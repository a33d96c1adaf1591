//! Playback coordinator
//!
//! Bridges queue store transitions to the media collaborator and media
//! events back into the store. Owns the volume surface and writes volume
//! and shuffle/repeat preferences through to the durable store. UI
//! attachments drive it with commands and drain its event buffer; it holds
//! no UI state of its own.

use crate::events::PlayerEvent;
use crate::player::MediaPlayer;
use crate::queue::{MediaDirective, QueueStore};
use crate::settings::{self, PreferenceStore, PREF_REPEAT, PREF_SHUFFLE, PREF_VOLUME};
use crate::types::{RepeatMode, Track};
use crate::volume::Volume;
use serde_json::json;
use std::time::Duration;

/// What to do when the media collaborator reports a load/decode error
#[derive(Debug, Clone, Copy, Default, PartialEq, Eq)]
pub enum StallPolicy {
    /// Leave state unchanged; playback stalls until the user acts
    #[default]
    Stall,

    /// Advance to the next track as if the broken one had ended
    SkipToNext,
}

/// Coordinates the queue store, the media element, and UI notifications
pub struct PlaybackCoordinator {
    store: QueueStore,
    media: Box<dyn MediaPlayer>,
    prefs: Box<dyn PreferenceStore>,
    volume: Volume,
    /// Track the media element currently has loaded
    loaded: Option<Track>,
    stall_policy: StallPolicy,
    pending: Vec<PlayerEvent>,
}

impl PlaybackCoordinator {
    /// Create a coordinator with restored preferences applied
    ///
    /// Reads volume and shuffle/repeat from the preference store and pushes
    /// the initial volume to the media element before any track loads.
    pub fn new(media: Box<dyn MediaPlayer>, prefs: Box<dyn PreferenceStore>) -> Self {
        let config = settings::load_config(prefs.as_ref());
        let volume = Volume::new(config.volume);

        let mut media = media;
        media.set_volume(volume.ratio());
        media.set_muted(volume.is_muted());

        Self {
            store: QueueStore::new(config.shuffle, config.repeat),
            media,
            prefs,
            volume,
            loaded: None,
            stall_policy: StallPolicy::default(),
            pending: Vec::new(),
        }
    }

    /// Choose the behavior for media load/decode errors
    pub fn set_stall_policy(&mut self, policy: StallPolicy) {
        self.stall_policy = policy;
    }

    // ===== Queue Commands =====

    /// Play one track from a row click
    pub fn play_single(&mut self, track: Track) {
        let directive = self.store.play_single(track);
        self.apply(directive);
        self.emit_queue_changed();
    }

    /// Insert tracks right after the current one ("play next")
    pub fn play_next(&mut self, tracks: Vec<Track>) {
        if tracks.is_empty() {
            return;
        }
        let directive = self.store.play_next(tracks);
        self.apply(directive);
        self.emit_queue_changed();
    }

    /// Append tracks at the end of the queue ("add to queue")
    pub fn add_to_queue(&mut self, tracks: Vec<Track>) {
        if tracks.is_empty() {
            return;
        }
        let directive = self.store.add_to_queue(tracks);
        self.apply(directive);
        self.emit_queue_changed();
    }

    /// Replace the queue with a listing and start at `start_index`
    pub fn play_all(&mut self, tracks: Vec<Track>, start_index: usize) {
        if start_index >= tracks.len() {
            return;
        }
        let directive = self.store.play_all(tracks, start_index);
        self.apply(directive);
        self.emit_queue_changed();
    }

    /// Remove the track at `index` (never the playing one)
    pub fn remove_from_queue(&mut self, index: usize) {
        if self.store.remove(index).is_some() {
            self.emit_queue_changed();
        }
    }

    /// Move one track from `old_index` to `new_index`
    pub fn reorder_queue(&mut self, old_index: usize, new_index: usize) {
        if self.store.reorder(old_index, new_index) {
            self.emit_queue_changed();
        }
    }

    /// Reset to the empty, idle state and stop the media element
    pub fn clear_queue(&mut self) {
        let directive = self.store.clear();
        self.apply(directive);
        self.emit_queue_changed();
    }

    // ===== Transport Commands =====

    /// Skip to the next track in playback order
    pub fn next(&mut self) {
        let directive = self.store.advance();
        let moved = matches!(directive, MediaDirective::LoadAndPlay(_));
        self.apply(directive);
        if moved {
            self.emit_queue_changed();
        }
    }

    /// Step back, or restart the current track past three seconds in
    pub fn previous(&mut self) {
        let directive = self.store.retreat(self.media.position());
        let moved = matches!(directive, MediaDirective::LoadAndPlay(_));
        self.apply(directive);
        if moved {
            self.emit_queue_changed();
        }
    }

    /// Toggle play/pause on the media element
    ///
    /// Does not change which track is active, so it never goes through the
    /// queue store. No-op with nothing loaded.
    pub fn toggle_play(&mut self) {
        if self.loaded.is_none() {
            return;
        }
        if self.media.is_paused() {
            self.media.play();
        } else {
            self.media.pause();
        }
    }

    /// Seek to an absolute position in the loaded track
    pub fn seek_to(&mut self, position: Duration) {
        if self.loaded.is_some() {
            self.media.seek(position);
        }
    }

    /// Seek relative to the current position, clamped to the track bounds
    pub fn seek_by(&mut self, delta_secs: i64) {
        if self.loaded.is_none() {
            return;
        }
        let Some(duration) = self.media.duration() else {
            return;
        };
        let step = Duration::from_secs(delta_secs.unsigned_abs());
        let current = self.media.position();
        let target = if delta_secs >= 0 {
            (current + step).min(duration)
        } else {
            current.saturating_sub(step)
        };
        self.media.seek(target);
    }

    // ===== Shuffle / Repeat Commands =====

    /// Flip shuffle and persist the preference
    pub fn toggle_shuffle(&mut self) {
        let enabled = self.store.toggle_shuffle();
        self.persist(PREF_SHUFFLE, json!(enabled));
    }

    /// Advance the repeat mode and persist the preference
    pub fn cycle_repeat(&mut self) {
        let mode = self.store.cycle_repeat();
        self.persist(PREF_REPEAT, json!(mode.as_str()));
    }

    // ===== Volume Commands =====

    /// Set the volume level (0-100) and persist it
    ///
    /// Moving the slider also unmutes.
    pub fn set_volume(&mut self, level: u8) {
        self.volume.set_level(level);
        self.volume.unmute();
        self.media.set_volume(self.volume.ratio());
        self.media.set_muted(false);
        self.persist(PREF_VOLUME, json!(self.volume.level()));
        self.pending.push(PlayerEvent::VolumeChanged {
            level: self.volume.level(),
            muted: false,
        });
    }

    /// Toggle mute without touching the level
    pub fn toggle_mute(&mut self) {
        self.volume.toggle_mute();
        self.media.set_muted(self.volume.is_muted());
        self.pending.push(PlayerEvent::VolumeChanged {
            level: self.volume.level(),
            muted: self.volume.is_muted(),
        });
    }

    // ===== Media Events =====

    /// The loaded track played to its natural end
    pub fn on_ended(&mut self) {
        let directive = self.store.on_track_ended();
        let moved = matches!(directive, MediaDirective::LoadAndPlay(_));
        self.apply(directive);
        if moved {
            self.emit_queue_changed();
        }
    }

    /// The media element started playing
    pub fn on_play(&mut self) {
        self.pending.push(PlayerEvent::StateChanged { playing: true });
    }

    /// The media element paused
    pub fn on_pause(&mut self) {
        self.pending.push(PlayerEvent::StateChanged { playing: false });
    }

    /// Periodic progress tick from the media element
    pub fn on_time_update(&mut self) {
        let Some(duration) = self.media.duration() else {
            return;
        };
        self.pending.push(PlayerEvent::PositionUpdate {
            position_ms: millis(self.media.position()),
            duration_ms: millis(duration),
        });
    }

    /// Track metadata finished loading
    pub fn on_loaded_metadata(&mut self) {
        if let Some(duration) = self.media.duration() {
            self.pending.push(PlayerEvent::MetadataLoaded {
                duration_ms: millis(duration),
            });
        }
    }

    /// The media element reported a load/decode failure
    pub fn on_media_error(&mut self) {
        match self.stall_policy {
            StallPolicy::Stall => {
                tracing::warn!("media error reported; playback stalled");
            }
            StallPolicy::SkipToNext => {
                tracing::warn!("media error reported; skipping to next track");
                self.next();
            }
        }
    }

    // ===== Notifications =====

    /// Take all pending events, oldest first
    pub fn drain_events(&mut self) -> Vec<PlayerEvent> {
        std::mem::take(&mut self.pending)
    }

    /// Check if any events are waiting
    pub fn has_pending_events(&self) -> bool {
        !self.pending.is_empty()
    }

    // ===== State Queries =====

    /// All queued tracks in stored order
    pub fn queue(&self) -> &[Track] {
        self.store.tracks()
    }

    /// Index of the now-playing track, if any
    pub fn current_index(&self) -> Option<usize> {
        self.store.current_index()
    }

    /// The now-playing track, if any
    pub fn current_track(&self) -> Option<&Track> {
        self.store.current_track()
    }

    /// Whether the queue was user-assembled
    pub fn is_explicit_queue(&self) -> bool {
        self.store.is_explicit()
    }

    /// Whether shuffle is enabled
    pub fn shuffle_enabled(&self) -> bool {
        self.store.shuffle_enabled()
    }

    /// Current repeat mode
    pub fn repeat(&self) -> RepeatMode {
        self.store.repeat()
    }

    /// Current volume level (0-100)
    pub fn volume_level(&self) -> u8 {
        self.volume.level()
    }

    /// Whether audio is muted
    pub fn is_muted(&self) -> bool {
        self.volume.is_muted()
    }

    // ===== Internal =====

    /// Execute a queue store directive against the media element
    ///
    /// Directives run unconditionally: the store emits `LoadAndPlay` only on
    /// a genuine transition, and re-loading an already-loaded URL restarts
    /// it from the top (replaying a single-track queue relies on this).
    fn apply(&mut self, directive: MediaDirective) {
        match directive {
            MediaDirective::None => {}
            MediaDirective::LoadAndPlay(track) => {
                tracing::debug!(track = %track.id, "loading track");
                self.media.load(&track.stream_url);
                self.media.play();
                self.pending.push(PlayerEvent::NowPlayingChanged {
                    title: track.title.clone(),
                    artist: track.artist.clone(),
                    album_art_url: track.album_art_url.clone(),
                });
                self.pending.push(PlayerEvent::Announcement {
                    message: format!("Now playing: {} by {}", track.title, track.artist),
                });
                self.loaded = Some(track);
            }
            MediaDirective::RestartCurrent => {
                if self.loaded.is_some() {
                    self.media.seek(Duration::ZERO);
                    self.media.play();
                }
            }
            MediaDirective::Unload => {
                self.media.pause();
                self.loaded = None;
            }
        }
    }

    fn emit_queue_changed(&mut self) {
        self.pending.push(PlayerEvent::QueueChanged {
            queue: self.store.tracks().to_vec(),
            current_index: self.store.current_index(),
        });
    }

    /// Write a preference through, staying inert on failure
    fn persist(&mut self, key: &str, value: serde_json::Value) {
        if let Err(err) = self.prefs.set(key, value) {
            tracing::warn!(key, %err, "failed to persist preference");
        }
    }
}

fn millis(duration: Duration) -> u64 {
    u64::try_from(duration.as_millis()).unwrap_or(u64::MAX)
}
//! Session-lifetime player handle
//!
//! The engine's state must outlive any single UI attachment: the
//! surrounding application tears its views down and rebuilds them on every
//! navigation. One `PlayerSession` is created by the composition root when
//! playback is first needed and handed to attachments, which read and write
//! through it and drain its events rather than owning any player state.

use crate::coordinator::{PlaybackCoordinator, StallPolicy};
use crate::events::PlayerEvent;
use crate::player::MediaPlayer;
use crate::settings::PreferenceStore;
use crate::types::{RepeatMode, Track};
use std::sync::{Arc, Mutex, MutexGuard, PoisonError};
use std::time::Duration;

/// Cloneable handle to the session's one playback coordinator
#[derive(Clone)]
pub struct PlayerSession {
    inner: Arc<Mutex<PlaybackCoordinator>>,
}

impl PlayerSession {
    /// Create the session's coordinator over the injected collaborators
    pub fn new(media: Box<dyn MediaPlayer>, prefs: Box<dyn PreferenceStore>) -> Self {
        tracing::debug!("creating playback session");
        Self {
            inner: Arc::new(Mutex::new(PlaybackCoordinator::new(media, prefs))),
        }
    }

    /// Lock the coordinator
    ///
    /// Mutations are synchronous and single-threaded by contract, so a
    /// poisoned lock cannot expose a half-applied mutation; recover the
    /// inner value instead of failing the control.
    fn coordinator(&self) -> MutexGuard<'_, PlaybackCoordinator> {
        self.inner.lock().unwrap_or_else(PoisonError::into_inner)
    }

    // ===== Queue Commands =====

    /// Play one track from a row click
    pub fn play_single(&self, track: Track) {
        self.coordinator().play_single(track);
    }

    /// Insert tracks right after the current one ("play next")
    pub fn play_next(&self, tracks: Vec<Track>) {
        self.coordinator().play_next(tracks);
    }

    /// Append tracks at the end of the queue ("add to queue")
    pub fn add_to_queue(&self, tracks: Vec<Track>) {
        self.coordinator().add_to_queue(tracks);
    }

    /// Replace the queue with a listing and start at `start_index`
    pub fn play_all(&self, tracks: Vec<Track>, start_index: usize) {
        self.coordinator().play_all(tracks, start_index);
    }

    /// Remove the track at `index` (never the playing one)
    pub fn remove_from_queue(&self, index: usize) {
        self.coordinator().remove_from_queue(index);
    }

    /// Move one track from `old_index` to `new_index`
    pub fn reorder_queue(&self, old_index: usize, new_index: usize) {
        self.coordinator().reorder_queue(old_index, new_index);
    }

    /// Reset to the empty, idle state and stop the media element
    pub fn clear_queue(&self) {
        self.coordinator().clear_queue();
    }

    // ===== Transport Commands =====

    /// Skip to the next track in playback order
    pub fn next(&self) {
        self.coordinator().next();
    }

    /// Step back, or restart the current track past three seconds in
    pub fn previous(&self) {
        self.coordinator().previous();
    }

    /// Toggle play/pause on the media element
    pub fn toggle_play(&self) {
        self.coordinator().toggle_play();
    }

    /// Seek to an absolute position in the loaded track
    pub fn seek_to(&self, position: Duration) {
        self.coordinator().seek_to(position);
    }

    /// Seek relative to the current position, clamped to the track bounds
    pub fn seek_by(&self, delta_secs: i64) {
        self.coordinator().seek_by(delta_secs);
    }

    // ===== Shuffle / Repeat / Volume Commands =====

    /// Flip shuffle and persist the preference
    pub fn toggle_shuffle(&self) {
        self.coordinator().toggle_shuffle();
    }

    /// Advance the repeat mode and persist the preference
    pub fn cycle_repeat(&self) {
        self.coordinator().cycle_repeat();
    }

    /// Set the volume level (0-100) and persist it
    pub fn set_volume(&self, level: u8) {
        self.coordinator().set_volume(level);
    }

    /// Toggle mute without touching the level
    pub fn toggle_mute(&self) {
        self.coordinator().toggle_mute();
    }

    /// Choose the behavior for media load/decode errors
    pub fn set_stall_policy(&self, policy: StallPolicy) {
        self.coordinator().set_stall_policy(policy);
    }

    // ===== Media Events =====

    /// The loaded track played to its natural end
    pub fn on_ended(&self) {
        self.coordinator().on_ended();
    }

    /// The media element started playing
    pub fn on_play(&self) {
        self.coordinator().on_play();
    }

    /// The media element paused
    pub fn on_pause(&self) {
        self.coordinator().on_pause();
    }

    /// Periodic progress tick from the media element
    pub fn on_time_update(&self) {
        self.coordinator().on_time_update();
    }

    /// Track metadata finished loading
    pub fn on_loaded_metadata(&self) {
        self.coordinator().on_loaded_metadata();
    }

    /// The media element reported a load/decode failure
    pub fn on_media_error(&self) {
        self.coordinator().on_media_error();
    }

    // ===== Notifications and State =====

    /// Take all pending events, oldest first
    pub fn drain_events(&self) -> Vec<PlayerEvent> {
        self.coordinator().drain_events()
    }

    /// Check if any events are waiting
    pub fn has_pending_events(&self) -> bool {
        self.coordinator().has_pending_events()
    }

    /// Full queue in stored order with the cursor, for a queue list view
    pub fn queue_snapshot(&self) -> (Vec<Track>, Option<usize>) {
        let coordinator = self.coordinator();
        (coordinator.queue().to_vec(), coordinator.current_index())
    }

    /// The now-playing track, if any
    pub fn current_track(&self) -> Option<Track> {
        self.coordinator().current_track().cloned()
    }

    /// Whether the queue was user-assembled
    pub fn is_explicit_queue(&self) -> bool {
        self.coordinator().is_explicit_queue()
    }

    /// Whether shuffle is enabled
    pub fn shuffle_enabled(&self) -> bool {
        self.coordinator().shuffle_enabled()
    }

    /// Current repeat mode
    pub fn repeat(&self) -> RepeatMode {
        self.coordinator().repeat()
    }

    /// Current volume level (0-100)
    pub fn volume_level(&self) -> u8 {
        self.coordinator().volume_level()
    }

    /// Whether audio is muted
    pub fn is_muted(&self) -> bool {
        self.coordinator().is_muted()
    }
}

* Activity
Find how many lines in the entries include the string "derive", and state only the number.

* Result of the exercise
2